Rising Seas and the Coquí Frog of Puerto Rico


This species of Coquí llanero is endemic to a single marsh habitat that faces mounting pressure from changing land use, land cover, and nearby sea levels.

Known for its emblematic "ko-kee" call, coquí frogs are cherished throughout their native Puerto Rico. One of these species, Eleutherodactylus juanarivero, is only found in a small marsh near the island's northern coast. This is the remnant population of what was once a widely distributed marsh specialist whose habitat has been decimated by changes to land use and land cover following the island's Spanish settlements in the 16th century. Today, urban development and water contamination from nearby landfills threaten the wipe out the wetland habitat of Ejuanariveroi. As a result, the IUCN has designated this species as critically endangered.
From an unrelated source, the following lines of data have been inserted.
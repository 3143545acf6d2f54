//! JobSwipe - reciprocal-interest matching service for the trades job market
//!
//! Employers (seeking_worker postings) and workers (seeking_work postings)
//! are matched within a shared category space: each side swipes through a
//! candidate pool and a relation becomes a confirmed match once both sides
//! have expressed interest.

pub mod config;
pub mod core;
pub mod models;
pub mod routes;
pub mod services;

// Re-export commonly used types
pub use core::{canonical_pair, filter_candidates, CanonicalPair, InterestFlags, PairSlot};
pub use models::{EnrichedMatch, InterestRelation, JobCategory, JobPosting, JobType};
// Criterion benchmarks for JobSwipe

use chrono::{Duration, Utc};
use criterion::{black_box, criterion_group, criterion_main, BenchmarkId, Criterion};
use jobswipe::core::{already_seen_ids, canonical_pair, filter_candidates};
use jobswipe::models::{ExperienceLevel, InterestRelation, JobCategory, JobPosting, JobType};
use std::collections::HashSet;
use uuid::Uuid;

fn create_posting(i: usize) -> JobPosting {
    JobPosting {
        id: Uuid::new_v4(),
        job_type: if i % 2 == 0 { JobType::SeekingWork } else { JobType::SeekingWorker },
        category: JobCategory::ALL[i % JobCategory::ALL.len()],
        name: format!("Contact {}", i),
        phone: "555-0100".to_string(),
        hourly_rate: 25.0 + (i % 40) as f64,
        experience_level: ExperienceLevel::Intermediate,
        description: String::new(),
        location: "Berlin".to_string(),
        created_at: Utc::now() - Duration::minutes(i as i64),
        is_active: i % 17 != 0,
    }
}

fn bench_canonical_pair(c: &mut Criterion) {
    let employer = create_posting(1);
    let worker = create_posting(2);

    c.bench_function("canonical_pair", |b| {
        b.iter(|| canonical_pair(black_box(&worker), black_box(&employer)));
    });
}

fn bench_filter_candidates(c: &mut Criterion) {
    let mut group = c.benchmark_group("filter_candidates");

    for pool_size in [100, 1_000, 10_000] {
        let source = create_posting(0);
        let pool: Vec<JobPosting> = (1..=pool_size).map(create_posting).collect();
        let excluded: HashSet<Uuid> = pool.iter().step_by(10).map(|p| p.id).collect();

        group.bench_with_input(BenchmarkId::from_parameter(pool_size), &pool_size, |b, _| {
            b.iter(|| {
                filter_candidates(
                    black_box(&source),
                    black_box(pool.clone()),
                    black_box(&excluded),
                    50,
                )
            });
        });
    }

    group.finish();
}

fn bench_already_seen_ids(c: &mut Criterion) {
    let source_id = Uuid::new_v4();
    let relations: Vec<InterestRelation> = (0..1_000)
        .map(|i| InterestRelation {
            id: Uuid::new_v4(),
            employer_job_id: if i % 2 == 0 { source_id } else { Uuid::new_v4() },
            worker_job_id: if i % 2 == 0 { Uuid::new_v4() } else { source_id },
            employer_interested: true,
            worker_interested: i % 3 == 0,
            is_matched: i % 3 == 0,
            created_at: Utc::now(),
            matched_at: None,
        })
        .collect();

    c.bench_function("already_seen_ids_1000", |b| {
        b.iter(|| already_seen_ids(black_box(&relations), black_box(source_id)));
    });
}

criterion_group!(
    benches,
    bench_canonical_pair,
    bench_filter_candidates,
    bench_already_seen_ids
);
criterion_main!(benches);
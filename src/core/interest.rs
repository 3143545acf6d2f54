use chrono::{DateTime, Utc};

use crate::core::pairing::PairSlot;
use crate::models::InterestRelation;

/// The pair of interest bits contributed by one express-interest call.
/// Exactly one bit is set for a valid call; merging is a bitwise OR.
#[derive(Debug, Clone, Copy, PartialEq, Eq)]
pub struct InterestFlags {
    pub employer_interested: bool,
    pub worker_interested: bool,
}

impl InterestFlags {
    /// Flags set by the acting side of a canonical pair
    pub fn for_slot(slot: PairSlot) -> Self {
        match slot {
            PairSlot::Employer => Self {
                employer_interested: true,
                worker_interested: false,
            },
            PairSlot::Worker => Self {
                employer_interested: false,
                worker_interested: true,
            },
        }
    }

    pub fn is_matched(self) -> bool {
        self.employer_interested && self.worker_interested
    }
}

/// Fold one side's interest into an existing relation.
///
/// Each interest bit and `is_matched` only ever move false -> true;
/// re-expressing interest from the same side is a no-op on state.
/// `matched_at` is stamped exactly once, on the merge that promotes the
/// relation to matched, and that merge returns true.
///
/// The store's `ON CONFLICT` upsert implements these same semantics in a
/// single atomic statement; this in-memory form is the reference they are
/// tested against.
pub fn merge_interest(relation: &mut InterestRelation, flags: InterestFlags, at: DateTime<Utc>) -> bool {
    relation.employer_interested |= flags.employer_interested;
    relation.worker_interested |= flags.worker_interested;

    let was_matched = relation.is_matched;
    relation.is_matched = relation.employer_interested && relation.worker_interested;

    if relation.is_matched && !was_matched {
        relation.matched_at = Some(at);
        return true;
    }
    false
}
This presentation by Daniel Dávila Casanova of the University of Puerto Rico also factors in the threat posed by rising sea levels. Using a model for predicting the sea level's impact on marshes, Dávila shows how projected sea-level rises, coupled with changes in land use and land cover, will spell the gradual demise of this frog's only home. Dávila presented these and other findings at Biodiversity Without Boundaries 2014:

  • Aerial photography from 1971 and 2010 shows gradual but persistent urbanization in the lands surrounding the habitat.
  • The position of wetlands relative to the sea surface will remain constant only if the combined effects of land subsidence and sea-level rise are balanced by elevation gain from wetland soil formation.
  • The Sea Level Affecting Marshes Model simulates the dominant processes involved in the conversion of wetlands and coasts, as well as the long-term changes caused by sea-level rise. This model was used to gauge the impact on the habitat of E. juanariveroi if the sea level rises 1 meter, 1.5 meters and 2 meters by the year 2100. 
  • Recommendations for the conservation of E. juanariveroi include the translocation of a viable breeding population or captive breeding. Since the Sea Level Rise Affecting Marshes Model suggests a gradual change, the conservative captive breeding strategy may be the more viable approach.